Records excerpted from a collection:

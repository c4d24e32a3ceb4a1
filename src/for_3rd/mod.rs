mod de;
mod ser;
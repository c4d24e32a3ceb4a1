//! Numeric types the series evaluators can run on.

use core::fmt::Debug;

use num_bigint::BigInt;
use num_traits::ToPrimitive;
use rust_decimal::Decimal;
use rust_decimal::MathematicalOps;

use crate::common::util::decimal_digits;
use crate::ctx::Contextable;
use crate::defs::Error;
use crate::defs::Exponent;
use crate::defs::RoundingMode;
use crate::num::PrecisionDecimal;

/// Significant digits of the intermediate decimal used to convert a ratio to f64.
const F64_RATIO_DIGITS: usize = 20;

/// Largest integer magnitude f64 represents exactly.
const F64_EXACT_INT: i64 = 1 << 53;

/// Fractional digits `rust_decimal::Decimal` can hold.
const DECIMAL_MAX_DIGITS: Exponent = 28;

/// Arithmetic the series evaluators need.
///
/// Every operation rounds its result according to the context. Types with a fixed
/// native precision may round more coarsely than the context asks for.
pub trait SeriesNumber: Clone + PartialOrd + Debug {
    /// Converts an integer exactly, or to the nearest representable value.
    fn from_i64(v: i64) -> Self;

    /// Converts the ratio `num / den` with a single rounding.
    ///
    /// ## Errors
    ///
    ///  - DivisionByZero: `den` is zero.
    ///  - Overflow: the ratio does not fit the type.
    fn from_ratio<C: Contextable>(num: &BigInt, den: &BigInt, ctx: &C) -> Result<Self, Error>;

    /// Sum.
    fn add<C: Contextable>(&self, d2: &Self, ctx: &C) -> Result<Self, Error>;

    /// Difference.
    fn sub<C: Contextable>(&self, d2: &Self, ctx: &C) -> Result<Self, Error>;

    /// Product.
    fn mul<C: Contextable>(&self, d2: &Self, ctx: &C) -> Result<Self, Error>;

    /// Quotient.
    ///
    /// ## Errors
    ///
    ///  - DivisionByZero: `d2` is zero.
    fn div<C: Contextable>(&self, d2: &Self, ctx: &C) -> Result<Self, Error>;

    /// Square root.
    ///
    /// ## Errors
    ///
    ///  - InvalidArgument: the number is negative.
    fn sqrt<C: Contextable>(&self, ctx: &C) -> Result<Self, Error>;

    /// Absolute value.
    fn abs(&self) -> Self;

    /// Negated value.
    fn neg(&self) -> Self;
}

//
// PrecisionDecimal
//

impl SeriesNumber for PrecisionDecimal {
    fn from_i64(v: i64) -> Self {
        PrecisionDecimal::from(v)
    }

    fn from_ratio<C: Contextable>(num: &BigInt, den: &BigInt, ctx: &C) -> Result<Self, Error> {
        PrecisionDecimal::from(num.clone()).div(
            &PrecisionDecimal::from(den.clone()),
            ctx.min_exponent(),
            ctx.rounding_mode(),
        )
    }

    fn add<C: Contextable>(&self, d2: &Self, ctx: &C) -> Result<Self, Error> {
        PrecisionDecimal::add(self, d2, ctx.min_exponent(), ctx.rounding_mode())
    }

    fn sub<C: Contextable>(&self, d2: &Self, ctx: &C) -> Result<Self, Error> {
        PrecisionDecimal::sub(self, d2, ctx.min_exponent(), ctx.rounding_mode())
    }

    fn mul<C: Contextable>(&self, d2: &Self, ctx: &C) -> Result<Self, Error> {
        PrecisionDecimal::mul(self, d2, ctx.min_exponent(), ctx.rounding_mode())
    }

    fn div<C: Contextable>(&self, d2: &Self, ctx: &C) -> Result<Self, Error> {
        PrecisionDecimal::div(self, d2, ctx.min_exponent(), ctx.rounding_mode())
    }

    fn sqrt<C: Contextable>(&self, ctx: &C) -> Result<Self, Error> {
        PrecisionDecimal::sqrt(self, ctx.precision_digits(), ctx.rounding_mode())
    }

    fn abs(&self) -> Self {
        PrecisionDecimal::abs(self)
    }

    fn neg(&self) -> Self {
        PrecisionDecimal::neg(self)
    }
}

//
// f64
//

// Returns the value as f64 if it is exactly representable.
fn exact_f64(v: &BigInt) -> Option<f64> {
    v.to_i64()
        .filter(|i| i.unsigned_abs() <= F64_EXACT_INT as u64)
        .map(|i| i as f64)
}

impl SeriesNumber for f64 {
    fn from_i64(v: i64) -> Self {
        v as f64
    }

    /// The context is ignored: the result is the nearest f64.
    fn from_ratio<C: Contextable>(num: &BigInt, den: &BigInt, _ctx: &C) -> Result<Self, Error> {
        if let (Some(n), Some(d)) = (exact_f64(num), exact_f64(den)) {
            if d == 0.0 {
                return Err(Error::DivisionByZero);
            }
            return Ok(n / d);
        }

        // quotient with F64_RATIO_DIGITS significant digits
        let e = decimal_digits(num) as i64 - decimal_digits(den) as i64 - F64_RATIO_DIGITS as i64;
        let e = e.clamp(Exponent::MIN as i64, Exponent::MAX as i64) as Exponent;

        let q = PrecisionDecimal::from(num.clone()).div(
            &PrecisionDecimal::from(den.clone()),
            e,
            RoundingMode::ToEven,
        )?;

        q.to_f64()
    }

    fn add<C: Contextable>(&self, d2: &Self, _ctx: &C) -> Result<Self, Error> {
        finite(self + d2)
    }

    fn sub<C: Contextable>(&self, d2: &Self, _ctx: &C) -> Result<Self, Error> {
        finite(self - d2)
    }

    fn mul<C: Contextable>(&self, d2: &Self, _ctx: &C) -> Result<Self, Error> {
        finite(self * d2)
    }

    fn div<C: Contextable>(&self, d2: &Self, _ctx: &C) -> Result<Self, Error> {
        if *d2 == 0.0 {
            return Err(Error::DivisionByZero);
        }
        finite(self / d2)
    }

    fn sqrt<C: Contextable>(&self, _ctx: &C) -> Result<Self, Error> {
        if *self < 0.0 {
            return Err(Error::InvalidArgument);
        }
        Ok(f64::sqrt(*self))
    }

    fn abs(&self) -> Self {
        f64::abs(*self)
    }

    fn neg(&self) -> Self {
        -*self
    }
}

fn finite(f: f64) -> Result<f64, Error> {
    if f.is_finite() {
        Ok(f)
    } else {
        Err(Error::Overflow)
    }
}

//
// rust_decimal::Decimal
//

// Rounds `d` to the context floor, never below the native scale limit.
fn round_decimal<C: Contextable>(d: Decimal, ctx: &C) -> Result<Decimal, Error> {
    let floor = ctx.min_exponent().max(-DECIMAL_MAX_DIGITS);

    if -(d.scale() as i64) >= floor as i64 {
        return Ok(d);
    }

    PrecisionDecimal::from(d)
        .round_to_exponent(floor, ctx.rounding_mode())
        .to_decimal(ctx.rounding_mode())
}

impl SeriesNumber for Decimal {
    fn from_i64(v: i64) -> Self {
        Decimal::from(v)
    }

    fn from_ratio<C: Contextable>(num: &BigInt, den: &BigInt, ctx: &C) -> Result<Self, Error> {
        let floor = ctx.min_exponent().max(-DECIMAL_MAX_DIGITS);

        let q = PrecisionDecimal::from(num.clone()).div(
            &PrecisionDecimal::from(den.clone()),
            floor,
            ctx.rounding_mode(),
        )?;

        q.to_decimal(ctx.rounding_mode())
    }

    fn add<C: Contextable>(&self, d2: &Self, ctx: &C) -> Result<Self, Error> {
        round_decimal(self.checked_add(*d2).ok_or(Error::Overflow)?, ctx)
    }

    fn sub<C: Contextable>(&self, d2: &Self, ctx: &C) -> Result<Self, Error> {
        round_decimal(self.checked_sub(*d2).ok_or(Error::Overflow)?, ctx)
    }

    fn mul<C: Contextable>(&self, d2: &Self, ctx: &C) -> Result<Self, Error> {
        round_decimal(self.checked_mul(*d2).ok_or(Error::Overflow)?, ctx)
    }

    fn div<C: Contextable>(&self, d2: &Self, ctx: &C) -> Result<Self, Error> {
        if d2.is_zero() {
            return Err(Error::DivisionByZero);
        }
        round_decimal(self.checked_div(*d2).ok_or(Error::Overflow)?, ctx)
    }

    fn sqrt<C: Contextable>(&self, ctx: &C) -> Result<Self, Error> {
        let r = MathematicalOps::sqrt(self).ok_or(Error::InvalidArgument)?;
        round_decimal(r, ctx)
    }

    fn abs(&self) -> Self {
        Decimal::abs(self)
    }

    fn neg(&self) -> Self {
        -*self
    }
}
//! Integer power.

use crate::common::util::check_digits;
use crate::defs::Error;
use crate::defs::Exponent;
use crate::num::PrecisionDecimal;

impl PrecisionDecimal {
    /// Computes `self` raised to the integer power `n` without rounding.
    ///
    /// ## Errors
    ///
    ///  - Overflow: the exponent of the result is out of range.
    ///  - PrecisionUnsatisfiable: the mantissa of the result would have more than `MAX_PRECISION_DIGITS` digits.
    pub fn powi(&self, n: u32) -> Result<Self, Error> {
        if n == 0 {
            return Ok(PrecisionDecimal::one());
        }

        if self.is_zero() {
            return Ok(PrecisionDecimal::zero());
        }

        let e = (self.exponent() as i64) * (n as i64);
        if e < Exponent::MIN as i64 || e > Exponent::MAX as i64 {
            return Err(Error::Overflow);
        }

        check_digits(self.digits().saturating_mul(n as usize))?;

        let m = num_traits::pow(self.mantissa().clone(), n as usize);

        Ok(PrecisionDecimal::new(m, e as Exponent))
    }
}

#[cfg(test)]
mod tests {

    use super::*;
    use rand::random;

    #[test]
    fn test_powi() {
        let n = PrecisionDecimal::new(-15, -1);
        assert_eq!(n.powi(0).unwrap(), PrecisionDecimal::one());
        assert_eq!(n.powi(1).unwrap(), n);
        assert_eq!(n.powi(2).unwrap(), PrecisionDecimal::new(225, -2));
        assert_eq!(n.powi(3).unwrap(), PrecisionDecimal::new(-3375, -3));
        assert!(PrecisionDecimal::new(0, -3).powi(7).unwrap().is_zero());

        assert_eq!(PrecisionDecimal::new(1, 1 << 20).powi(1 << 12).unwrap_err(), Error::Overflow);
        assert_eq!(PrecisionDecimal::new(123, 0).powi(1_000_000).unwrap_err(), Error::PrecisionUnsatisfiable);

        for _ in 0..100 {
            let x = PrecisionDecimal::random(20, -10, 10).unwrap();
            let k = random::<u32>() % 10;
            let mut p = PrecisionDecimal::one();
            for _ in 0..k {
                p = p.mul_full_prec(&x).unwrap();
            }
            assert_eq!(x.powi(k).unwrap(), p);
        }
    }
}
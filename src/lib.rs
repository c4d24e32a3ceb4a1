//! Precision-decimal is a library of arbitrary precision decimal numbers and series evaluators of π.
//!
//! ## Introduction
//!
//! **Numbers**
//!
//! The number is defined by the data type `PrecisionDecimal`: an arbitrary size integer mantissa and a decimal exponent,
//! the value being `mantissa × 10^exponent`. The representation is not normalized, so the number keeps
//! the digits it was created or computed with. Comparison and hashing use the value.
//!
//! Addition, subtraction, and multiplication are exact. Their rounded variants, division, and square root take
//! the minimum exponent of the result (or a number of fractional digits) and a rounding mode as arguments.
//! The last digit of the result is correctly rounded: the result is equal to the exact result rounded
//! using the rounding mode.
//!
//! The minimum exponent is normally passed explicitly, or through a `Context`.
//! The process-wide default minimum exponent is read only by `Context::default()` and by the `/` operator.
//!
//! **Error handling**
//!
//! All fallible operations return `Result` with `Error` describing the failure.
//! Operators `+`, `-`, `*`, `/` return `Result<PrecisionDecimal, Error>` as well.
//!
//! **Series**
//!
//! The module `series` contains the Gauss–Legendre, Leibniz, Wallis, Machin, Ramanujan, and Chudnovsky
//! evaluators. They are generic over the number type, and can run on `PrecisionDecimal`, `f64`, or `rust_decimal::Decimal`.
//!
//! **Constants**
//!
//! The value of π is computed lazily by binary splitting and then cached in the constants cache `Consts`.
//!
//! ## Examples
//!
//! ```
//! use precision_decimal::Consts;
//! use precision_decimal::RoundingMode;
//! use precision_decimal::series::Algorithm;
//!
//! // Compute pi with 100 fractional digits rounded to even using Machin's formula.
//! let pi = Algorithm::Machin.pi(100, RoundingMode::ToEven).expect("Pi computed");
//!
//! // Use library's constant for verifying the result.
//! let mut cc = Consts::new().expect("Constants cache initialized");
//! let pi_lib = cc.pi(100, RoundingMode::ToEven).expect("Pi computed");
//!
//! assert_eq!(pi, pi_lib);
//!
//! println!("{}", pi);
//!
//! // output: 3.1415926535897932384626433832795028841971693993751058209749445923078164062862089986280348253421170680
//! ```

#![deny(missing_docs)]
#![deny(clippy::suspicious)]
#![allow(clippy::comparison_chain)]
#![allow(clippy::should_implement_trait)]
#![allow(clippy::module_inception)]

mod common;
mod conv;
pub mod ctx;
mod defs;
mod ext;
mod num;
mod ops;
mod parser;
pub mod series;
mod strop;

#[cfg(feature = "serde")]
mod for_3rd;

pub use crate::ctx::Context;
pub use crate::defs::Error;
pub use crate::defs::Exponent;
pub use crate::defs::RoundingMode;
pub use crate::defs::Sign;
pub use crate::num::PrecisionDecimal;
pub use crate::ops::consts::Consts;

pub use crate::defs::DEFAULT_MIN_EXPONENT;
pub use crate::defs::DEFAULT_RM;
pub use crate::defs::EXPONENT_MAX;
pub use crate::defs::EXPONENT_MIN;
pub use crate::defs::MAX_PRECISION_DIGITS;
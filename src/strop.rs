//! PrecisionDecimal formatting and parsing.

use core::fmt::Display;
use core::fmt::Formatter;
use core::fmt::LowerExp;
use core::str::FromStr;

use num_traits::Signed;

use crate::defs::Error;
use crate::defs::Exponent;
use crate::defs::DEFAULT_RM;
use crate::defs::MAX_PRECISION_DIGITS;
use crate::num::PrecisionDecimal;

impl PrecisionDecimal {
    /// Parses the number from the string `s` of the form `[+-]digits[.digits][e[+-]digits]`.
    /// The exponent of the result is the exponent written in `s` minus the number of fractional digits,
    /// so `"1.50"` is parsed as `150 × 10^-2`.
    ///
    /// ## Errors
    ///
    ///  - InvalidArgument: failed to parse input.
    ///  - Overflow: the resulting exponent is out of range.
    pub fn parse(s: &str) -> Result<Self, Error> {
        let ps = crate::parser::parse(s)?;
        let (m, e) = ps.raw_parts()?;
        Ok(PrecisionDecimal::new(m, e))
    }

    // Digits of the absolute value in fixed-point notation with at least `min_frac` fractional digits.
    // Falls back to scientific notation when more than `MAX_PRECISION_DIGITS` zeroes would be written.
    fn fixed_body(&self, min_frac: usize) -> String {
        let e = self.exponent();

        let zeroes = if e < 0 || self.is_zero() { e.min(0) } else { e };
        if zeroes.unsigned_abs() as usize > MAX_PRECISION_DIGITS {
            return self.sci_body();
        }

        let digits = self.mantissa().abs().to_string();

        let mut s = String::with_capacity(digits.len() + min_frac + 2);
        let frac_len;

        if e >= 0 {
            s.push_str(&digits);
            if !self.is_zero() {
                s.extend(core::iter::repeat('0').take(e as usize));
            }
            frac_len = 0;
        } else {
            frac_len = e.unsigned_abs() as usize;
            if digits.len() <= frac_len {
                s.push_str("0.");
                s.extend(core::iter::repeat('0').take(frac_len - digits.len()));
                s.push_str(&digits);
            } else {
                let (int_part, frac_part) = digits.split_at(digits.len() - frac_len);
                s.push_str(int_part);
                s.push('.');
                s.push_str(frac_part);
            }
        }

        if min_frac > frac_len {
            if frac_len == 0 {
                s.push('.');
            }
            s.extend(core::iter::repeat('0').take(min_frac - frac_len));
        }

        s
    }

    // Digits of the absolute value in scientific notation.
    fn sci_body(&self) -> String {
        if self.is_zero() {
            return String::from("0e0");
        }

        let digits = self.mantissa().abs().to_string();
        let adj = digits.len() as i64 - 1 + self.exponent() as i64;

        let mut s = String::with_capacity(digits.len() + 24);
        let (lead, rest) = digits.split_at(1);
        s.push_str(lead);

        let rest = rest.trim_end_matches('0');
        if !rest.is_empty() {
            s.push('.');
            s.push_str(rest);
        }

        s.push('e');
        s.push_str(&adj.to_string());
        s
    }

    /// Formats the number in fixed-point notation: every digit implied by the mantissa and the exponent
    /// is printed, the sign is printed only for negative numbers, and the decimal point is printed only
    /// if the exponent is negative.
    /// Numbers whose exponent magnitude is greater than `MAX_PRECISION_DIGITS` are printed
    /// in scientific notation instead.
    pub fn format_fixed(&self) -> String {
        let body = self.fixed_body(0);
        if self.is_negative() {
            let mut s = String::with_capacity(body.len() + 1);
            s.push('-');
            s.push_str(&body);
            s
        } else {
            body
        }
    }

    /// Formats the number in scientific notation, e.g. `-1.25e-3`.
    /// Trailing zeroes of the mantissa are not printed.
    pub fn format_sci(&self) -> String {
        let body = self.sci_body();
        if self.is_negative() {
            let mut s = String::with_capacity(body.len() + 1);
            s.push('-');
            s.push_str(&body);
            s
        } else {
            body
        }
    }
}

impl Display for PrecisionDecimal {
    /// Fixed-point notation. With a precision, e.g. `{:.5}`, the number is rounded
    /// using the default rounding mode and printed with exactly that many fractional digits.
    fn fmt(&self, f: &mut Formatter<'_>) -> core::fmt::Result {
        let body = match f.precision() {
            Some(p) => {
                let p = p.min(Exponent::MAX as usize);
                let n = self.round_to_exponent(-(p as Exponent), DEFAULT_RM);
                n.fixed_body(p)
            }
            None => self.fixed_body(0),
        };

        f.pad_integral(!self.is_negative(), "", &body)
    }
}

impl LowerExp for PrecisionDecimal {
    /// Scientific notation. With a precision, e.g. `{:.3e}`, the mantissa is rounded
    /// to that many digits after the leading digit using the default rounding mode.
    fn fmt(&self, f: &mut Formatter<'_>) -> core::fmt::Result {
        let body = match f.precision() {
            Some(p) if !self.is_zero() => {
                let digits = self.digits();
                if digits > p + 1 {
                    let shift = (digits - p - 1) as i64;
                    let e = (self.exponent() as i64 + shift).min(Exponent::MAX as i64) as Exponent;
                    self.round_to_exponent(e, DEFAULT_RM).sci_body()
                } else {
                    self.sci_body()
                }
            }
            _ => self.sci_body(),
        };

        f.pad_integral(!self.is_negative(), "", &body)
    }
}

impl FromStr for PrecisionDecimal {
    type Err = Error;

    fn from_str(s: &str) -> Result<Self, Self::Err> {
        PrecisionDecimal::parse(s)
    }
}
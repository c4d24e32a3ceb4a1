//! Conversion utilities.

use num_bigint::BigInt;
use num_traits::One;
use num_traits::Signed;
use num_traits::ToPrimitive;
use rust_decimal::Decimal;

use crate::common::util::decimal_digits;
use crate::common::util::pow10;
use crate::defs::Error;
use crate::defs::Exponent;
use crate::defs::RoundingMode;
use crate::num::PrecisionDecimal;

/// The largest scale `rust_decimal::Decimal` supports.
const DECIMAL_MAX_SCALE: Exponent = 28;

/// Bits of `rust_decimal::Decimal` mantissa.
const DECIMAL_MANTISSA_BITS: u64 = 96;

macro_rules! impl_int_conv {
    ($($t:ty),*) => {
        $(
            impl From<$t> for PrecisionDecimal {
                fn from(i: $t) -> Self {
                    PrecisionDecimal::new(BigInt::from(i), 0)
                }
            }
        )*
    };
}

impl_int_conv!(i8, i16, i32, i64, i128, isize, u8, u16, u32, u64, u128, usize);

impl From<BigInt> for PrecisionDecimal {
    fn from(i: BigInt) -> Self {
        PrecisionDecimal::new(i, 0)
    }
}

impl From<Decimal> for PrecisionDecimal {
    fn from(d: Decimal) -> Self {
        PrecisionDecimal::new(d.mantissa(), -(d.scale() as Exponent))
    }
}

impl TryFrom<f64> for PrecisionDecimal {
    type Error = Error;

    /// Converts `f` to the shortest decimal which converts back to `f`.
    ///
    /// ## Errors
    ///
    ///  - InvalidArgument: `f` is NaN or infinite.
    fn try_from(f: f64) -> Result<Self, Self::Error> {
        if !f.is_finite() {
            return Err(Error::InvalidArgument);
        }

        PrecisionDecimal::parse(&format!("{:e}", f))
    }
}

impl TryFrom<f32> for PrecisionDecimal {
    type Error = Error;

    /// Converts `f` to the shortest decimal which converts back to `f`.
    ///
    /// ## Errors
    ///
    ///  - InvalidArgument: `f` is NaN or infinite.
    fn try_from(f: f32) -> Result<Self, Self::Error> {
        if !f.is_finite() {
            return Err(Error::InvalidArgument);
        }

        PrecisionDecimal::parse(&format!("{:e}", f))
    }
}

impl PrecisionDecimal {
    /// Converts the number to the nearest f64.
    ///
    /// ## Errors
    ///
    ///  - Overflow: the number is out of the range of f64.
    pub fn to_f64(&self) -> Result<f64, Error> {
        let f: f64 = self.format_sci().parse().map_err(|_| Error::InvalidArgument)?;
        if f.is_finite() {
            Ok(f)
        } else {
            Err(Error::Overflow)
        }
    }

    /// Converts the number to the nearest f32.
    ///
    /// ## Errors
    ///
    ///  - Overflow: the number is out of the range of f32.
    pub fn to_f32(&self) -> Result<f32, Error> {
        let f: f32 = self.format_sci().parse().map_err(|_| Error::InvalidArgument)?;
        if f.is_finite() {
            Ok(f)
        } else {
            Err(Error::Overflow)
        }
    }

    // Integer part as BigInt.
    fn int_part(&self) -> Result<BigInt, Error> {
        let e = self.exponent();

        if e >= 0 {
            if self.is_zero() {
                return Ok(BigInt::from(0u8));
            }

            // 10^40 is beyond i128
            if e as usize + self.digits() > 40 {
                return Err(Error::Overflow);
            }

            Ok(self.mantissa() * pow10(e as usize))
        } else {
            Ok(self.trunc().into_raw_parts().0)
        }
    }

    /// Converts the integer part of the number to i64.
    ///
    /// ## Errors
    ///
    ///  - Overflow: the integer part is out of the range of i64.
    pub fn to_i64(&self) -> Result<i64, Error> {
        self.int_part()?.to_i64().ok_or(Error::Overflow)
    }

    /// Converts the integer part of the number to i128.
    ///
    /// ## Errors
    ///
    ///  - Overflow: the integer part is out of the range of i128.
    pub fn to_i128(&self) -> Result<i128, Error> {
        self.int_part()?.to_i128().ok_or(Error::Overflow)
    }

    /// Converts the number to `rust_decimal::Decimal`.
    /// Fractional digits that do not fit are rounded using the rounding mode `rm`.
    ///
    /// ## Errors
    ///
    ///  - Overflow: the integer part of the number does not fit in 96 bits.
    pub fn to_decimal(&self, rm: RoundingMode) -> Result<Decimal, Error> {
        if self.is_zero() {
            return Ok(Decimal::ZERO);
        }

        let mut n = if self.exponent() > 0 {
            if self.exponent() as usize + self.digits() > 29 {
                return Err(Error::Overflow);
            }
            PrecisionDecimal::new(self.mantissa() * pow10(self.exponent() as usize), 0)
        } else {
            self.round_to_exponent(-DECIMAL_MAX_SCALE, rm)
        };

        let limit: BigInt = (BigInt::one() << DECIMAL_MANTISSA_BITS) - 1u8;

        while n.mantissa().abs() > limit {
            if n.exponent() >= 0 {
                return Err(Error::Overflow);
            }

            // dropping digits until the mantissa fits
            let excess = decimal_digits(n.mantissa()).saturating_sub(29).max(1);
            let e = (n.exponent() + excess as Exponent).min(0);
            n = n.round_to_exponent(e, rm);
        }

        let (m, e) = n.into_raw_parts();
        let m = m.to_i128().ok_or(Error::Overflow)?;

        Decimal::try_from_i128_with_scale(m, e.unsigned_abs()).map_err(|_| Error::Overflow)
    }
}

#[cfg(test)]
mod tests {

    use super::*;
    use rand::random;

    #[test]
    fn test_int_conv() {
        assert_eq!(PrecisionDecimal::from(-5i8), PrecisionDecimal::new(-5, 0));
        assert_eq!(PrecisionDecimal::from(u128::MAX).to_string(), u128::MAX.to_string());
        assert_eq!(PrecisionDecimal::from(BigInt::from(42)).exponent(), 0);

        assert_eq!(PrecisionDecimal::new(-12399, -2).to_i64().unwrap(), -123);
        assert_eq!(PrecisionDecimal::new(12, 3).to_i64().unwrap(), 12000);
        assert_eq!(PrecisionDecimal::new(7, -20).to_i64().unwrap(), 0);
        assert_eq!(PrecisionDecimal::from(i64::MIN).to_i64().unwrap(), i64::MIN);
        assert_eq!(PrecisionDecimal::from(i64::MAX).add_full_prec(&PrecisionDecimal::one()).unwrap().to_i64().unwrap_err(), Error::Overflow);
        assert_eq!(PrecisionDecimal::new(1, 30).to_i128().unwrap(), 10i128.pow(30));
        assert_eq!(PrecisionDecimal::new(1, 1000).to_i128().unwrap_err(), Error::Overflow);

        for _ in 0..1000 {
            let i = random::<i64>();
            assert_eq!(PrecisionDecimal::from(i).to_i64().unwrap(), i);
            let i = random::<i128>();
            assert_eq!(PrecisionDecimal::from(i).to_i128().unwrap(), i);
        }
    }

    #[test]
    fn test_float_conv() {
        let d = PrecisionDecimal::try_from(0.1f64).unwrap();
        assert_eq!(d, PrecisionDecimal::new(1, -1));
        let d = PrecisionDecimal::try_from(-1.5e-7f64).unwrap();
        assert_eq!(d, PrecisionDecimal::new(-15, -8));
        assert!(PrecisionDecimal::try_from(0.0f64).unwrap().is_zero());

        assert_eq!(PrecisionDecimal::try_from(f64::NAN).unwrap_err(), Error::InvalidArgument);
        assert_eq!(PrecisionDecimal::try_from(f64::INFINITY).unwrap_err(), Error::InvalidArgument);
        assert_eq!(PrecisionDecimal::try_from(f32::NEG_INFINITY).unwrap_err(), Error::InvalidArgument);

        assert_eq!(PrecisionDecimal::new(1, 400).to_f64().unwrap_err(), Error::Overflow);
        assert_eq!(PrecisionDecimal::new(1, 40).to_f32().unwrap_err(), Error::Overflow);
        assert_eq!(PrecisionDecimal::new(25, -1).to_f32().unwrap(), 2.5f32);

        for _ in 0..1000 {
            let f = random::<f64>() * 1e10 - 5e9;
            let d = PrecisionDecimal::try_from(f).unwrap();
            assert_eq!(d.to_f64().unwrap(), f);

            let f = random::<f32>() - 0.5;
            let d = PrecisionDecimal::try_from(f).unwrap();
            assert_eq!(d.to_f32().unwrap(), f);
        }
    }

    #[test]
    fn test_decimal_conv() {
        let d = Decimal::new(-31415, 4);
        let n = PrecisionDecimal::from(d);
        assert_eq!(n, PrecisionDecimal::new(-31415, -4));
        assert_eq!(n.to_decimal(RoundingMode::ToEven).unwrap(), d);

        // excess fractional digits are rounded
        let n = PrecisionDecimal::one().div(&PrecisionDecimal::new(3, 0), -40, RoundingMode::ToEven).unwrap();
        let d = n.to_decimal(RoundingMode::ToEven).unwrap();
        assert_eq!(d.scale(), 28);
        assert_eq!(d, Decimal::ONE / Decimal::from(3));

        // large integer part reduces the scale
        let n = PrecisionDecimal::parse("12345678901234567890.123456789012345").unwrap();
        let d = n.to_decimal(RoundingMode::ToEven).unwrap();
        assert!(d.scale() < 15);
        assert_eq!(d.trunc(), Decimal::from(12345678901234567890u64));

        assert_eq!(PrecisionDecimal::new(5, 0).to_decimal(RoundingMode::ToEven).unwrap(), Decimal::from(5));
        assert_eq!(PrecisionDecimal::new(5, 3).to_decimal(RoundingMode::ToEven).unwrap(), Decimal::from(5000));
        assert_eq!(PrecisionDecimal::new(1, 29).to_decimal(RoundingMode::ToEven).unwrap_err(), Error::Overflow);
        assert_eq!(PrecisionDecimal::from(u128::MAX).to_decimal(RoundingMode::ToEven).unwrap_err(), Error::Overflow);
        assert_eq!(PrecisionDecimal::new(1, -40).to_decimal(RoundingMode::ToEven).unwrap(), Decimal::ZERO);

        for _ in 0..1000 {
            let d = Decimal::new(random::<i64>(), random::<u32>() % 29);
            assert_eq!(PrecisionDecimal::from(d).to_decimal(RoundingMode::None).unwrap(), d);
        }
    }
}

-- Problem details --
Each line of the entries that contains "more" counts once; state the total as a bare number.

-- Expected answer --
3